LISTED ENTRIES:

= = = = = = =

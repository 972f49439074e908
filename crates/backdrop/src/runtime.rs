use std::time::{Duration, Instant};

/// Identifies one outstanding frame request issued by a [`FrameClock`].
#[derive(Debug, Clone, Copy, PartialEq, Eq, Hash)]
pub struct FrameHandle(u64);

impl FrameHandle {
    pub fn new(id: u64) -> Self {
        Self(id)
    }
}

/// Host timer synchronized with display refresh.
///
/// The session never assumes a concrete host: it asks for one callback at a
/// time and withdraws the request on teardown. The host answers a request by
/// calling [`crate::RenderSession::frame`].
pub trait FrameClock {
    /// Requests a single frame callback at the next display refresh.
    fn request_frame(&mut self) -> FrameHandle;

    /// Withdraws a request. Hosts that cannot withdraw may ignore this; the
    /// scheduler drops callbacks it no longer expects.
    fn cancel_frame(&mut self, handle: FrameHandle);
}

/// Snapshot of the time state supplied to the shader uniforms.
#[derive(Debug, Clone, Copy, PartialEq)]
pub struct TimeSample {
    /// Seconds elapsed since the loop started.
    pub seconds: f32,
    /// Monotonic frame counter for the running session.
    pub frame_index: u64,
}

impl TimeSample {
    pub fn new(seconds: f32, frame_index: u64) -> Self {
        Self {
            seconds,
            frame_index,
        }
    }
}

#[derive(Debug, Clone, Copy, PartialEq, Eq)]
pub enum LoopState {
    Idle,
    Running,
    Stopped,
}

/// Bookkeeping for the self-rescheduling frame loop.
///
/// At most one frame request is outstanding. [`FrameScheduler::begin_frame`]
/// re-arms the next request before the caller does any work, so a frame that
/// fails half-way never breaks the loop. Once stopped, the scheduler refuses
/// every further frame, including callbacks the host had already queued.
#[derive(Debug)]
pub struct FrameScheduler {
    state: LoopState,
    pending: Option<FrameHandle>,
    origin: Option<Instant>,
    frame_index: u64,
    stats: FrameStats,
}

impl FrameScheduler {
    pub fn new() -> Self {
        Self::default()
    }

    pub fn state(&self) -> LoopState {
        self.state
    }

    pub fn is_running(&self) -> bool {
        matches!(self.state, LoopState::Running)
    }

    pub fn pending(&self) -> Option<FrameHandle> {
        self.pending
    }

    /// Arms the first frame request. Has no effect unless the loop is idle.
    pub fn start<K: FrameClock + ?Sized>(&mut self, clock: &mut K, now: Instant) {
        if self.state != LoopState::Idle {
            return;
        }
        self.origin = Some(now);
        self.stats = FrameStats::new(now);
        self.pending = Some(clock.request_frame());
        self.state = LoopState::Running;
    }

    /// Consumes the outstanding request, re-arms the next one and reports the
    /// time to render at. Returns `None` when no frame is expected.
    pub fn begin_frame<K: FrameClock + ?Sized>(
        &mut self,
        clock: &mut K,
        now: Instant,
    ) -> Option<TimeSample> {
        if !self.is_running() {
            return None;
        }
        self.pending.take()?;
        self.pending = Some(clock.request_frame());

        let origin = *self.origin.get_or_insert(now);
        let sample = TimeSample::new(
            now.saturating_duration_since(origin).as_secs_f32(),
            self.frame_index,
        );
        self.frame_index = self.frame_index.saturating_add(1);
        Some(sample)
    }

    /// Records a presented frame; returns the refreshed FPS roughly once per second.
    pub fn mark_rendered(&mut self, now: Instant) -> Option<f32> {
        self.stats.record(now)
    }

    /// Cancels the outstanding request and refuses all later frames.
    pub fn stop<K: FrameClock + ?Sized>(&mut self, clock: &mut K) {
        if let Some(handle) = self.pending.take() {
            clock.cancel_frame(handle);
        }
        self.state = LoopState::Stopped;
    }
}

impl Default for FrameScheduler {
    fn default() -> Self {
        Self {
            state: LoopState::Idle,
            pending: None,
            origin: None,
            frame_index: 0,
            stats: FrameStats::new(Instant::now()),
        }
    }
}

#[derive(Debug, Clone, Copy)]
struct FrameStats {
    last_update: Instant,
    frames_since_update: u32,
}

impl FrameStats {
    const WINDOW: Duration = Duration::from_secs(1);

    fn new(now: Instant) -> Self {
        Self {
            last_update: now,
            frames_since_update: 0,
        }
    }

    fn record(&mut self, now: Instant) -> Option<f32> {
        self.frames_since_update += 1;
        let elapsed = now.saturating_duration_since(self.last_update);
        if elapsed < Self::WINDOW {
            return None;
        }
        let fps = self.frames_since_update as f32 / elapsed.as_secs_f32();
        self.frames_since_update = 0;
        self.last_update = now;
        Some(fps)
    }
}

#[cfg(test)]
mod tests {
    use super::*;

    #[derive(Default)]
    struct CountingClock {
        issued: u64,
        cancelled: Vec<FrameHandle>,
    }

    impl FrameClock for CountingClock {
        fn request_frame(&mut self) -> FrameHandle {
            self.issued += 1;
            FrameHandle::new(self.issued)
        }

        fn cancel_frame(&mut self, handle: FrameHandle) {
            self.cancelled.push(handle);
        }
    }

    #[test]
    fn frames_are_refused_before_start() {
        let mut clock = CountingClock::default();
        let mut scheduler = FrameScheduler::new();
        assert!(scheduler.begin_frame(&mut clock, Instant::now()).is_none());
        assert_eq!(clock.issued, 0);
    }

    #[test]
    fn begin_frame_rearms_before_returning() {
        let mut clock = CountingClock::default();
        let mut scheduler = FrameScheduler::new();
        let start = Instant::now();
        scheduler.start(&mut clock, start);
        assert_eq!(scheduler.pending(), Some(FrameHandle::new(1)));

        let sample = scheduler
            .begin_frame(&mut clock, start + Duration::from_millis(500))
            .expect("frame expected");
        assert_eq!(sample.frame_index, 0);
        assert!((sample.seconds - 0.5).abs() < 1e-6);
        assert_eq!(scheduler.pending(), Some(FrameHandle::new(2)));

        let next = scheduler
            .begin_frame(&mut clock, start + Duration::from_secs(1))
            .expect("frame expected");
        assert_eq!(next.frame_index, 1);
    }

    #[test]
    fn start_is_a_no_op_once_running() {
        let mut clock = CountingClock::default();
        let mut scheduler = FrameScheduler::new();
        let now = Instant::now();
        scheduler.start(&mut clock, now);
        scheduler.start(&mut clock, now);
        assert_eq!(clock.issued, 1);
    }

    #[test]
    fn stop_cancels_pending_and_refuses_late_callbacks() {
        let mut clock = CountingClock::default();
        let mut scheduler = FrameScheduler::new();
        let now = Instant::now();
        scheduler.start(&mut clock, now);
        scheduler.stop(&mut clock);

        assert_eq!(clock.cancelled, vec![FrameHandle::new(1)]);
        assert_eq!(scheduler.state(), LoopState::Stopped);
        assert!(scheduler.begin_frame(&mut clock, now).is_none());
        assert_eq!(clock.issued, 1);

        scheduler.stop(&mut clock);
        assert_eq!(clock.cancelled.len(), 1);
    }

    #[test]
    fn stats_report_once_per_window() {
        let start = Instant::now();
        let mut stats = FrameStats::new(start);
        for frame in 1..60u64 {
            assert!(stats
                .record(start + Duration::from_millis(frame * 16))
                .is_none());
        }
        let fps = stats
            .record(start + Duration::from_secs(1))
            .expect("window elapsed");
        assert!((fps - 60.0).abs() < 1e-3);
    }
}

= = = = = = =

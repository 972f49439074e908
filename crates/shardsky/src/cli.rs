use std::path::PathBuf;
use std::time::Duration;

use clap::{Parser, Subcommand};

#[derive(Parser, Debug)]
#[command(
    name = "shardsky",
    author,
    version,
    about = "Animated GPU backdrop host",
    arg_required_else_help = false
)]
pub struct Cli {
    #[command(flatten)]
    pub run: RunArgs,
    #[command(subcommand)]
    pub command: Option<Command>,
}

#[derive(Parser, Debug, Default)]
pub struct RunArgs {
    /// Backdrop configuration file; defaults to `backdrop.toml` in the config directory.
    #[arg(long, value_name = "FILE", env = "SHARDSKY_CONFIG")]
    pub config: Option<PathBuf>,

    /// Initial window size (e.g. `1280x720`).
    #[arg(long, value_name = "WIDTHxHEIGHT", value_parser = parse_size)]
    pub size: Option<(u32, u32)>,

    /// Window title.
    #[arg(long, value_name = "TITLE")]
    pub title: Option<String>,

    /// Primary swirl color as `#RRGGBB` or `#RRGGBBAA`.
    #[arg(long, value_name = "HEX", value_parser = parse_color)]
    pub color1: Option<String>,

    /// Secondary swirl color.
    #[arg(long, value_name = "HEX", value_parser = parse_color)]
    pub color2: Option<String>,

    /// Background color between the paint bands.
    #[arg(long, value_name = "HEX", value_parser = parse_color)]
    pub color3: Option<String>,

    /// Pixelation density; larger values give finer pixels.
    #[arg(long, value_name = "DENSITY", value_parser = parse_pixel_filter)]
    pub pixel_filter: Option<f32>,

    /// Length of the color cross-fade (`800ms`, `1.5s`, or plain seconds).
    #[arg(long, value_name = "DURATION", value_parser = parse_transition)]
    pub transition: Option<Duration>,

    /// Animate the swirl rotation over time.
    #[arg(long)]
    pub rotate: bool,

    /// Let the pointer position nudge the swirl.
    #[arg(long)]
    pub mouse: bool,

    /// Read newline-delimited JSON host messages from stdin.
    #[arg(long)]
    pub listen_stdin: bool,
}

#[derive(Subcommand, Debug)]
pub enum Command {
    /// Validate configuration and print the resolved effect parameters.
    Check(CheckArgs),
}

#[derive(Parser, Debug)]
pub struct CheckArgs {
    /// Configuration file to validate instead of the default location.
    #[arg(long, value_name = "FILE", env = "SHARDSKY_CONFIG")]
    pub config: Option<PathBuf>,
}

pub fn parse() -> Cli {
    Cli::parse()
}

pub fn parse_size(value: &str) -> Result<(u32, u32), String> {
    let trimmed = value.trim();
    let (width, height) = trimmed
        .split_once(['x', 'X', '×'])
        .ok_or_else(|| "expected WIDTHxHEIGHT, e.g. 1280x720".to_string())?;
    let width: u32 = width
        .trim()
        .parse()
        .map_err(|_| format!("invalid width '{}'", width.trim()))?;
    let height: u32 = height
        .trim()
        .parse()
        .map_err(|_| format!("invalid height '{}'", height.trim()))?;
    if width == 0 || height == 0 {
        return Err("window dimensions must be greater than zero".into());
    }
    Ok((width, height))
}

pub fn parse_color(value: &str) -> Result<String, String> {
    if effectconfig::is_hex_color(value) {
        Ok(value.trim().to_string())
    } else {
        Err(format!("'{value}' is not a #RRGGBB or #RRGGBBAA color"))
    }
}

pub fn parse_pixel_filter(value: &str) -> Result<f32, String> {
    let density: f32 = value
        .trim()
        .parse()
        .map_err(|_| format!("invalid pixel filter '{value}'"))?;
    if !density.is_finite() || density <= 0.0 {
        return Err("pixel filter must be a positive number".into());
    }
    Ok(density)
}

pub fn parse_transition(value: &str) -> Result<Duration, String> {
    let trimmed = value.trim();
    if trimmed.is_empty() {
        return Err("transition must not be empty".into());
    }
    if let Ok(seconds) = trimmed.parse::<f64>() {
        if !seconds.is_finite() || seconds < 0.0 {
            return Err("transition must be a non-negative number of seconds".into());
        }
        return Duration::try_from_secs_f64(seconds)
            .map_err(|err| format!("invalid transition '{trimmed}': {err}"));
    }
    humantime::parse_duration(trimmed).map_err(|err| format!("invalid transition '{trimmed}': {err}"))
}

= = = = = = =

WHAT IS REQUIRED: The answer should be a single number: how many lines in the records contain "WIDTHxHEIGHT".

ANSWER TO THIS EXERCISE: 2